Unfortunately, you currently can’t modify the login form of the Panel without modifying some Panel code. But I think your solution is quite good. I have not looked through all the code, but the installation process is alright.

Thanks, it works fine - I just stitched some existing scripts together and placed them “before” the real form.

So first, you have to enter a captcha… when the captcha is okay, a session-cookie is written to your local device.

When both the session_id() and session_cookie are the same, you can enter the default form - when those do not match, you have to enter the captcha again…

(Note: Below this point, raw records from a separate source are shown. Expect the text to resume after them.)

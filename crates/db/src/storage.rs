//! Table-backed storage backend.

use sea_orm::sea_query::OnConflict;
use sea_orm::{DatabaseConnection, EntityTrait, Set};
use tracing::debug;

use crate::entities::blob_storage;
use drive_core::blob::Blob;
use drive_core::storage::{BlobStorage, StorageError};

/// Stores each blob as one row of the `blob_storage` table.
///
/// The locator is the identifier itself.
#[derive(Debug, Clone)]
pub struct DatabaseStorage {
    db: DatabaseConnection,
}

impl DatabaseStorage {
    /// Create storage over an existing connection.
    ///
    /// The table is created by migrations, not here.
    #[must_use]
    pub const fn new(db: DatabaseConnection) -> Self {
        Self { db }
    }
}

impl BlobStorage for DatabaseStorage {
    async fn save(&self, blob: &Blob) -> Result<String, StorageError> {
        let active_model = blob_storage::ActiveModel {
            id: Set(blob.id.clone()),
            data: Set(blob.data.clone()),
        };

        blob_storage::Entity::insert(active_model)
            .on_conflict(
                OnConflict::column(blob_storage::Column::Id)
                    .update_column(blob_storage::Column::Data)
                    .to_owned(),
            )
            .exec_without_returning(&self.db)
            .await
            .map_err(|e| StorageError::database(e.to_string()))?;

        debug!(blob_id = %blob.id, size = blob.size(), "Blob row upserted");
        Ok(blob.id.clone())
    }

    async fn retrieve(&self, id: &str) -> Result<Blob, StorageError> {
        let model = blob_storage::Entity::find_by_id(id.to_string())
            .one(&self.db)
            .await
            .map_err(|e| StorageError::database(e.to_string()))?
            .ok_or_else(|| StorageError::not_found(id))?;

        Ok(Blob::new(model.id, model.data))
    }
}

It’s very simple and maybe not 100% safe - but a bot can’t enter captchas or writing fake cookies that easy, so it’s an extra layer of protection.

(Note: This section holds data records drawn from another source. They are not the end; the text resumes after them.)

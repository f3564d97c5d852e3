//! Blob domain types.

use chrono::{DateTime, Utc};
use serde::{Deserialize, Serialize};

/// An opaque payload addressed by a caller-chosen identifier.
#[derive(Clone, PartialEq, Eq)]
pub struct Blob {
    /// Caller-chosen identifier.
    pub id: String,
    /// Raw payload bytes.
    pub data: Vec<u8>,
}

impl Blob {
    /// Create a blob.
    #[must_use]
    pub fn new(id: impl Into<String>, data: Vec<u8>) -> Self {
        Self {
            id: id.into(),
            data,
        }
    }

    /// Payload length in bytes.
    #[must_use]
    pub fn size(&self) -> usize {
        self.data.len()
    }
}

impl std::fmt::Debug for Blob {
    fn fmt(&self, f: &mut std::fmt::Formatter<'_>) -> std::fmt::Result {
        f.debug_struct("Blob")
            .field("id", &self.id)
            .field("size", &self.data.len())
            .finish()
    }
}

/// Where and when a blob was stored.
#[derive(Debug, Clone, PartialEq, Eq, Serialize, Deserialize)]
pub struct BlobMetadata {
    /// Blob identifier.
    pub id: String,
    /// Payload length at save time.
    pub size: i64,
    /// When the blob was (last) saved.
    pub created_at: DateTime<Utc>,
    /// Backend type tag (`local`, `database`, `s3`).
    pub storage_type: String,
    /// Backend-specific locator returned by `save`.
    pub storage_path: String,
}

#[cfg(test)]
mod tests {
    use super::*;

    #[test]
    fn test_blob_size() {
        let blob = Blob::new("a", vec![0, 1, 2]);
        assert_eq!(blob.size(), 3);
    }

    #[test]
    fn test_blob_debug_omits_payload() {
        let blob = Blob::new("a", b"secret bytes".to_vec());
        let rendered = format!("{blob:?}");
        assert!(rendered.contains("size: 12"));
        assert!(!rendered.contains("115"));
    }
}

It can’t make the Panel more insecure, so adding this extra level is a viable solution. :wink:

One idea to improve it: You could use a session variable instead of a cookie. A session variable is stored on the server and can’t be modified by the client.

A session variable is stored on the server and can’t be modified by the client.

I did… sort of…

The scripts sets a cookie on the clients machine (which contains the session_id) and the same cookie is saved on the server.

When the local cookie and remote / server cookie doesn’t match - you can not login using the default form.

This will give issues when editing the same document by several editors, but for the moment I can live with that (maybe I have to save an IP-address or hardware blueprint to make them unique, I will think about it).

You can use $_SESSION instead of $_COOKIE, which works basically in the same way but is handled by PHP on the server-side. Only difference: You need to call session_start() before setting a session variable.

Thanks, the captcha already uses a $_SESSION variable - and the plug-in matches that one against the local cookie.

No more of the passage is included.